- Exercise description
Look through the data below for the line with "name = benches;" and the line with "pub const EXPECTED_EXT: &str", then output those two and all lines in between, exactly as written.

═════ Data extract

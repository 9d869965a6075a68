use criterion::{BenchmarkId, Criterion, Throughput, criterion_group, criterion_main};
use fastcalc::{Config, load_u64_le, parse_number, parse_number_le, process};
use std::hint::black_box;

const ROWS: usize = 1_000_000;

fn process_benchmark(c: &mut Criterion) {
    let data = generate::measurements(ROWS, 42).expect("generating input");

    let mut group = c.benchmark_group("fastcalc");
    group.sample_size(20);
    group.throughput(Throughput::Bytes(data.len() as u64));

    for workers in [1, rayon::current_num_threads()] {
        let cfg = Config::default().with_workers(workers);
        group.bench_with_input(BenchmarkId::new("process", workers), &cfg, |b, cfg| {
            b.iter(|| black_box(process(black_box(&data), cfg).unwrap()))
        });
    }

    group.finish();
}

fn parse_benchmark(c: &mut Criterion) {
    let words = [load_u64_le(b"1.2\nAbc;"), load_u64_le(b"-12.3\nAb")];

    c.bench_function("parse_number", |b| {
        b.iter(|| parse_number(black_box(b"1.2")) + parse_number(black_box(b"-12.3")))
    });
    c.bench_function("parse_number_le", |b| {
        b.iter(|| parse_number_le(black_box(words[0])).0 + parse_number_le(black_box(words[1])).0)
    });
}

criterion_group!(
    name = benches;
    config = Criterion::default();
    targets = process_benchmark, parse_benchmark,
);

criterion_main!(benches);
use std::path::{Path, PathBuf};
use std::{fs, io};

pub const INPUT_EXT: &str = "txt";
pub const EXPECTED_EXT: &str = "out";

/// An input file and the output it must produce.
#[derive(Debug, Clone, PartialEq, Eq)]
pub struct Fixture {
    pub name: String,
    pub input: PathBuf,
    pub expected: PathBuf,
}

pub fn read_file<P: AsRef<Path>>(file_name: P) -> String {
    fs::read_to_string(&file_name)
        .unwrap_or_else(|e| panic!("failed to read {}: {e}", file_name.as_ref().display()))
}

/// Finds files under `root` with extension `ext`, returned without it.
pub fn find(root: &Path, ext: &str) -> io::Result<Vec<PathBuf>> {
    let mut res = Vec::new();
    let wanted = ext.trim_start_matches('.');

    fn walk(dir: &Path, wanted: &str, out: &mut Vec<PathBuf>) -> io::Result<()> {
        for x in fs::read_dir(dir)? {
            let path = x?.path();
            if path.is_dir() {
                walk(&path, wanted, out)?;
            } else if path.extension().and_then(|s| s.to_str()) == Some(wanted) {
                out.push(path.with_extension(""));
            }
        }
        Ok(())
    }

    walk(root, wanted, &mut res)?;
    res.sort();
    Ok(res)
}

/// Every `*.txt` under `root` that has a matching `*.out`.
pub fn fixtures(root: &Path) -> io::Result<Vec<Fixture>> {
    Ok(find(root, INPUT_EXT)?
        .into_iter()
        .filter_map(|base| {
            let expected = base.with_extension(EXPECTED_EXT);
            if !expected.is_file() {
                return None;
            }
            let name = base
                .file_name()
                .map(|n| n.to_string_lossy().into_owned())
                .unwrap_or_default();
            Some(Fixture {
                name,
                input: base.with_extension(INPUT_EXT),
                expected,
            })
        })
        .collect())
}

══════════
═════ Data extract

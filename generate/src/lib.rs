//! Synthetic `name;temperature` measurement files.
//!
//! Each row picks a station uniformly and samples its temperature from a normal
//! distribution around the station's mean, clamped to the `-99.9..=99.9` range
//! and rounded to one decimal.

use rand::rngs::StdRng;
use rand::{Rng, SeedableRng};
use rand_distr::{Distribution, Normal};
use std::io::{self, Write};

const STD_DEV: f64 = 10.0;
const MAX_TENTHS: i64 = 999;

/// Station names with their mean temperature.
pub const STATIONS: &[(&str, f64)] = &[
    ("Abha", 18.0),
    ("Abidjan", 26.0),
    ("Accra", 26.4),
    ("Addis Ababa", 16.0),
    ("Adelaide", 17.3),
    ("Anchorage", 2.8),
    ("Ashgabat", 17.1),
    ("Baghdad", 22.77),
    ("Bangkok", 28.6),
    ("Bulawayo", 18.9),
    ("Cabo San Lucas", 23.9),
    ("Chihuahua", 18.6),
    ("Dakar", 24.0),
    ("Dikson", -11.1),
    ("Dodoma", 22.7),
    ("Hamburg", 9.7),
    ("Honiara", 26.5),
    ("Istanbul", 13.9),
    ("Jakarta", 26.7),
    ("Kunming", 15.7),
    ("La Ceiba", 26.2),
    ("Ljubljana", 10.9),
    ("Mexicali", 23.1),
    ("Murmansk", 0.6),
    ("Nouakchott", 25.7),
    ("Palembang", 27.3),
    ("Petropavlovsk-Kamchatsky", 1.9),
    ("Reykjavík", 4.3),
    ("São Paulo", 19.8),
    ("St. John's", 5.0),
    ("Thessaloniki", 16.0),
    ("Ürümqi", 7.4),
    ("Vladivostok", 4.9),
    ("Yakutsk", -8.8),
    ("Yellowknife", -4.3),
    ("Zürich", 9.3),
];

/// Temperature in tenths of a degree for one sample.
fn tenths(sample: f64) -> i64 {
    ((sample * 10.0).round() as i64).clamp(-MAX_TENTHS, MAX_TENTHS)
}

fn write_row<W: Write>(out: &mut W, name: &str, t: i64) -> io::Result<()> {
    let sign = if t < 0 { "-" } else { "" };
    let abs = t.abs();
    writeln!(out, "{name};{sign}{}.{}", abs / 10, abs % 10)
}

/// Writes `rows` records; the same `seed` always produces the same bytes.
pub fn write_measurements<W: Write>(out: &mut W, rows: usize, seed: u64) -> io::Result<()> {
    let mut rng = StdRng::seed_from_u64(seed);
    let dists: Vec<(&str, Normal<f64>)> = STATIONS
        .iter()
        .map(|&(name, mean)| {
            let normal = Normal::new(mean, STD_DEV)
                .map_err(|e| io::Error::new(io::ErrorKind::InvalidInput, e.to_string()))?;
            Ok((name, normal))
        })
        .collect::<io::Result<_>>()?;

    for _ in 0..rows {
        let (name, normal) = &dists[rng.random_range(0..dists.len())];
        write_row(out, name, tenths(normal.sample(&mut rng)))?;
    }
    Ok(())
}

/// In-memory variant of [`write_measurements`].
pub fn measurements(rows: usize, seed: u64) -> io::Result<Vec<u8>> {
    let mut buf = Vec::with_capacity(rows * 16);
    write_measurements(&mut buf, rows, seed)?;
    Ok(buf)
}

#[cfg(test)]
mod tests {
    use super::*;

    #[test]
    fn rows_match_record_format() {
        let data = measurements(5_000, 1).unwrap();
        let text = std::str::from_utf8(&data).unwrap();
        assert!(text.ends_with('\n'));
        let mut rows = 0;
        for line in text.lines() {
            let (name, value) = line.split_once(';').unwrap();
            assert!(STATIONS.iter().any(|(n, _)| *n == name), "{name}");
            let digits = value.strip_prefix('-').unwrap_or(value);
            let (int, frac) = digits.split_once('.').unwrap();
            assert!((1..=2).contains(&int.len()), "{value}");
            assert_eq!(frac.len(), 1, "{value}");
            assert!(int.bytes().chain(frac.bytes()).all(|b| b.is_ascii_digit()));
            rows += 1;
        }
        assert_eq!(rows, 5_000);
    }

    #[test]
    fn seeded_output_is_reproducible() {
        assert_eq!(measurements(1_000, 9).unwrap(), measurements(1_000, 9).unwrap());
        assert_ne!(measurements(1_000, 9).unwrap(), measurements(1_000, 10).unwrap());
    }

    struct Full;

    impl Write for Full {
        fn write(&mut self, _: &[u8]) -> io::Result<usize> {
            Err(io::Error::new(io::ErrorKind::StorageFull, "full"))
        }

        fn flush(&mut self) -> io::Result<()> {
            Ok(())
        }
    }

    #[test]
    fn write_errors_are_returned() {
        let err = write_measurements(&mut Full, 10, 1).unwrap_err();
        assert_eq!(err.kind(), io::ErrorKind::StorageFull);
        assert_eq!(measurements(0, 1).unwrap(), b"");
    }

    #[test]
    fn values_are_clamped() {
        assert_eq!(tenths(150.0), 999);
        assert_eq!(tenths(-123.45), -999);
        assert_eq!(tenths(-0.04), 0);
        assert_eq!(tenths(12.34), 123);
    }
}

══════════

- Output of the task
    name = benches;
    config = Criterion::default();
    targets = process_benchmark, parse_benchmark,
);

criterion_main!(benches);
use std::path::{Path, PathBuf};
use std::{fs, io};

pub const INPUT_EXT: &str = "txt";
pub const EXPECTED_EXT: &str = "out";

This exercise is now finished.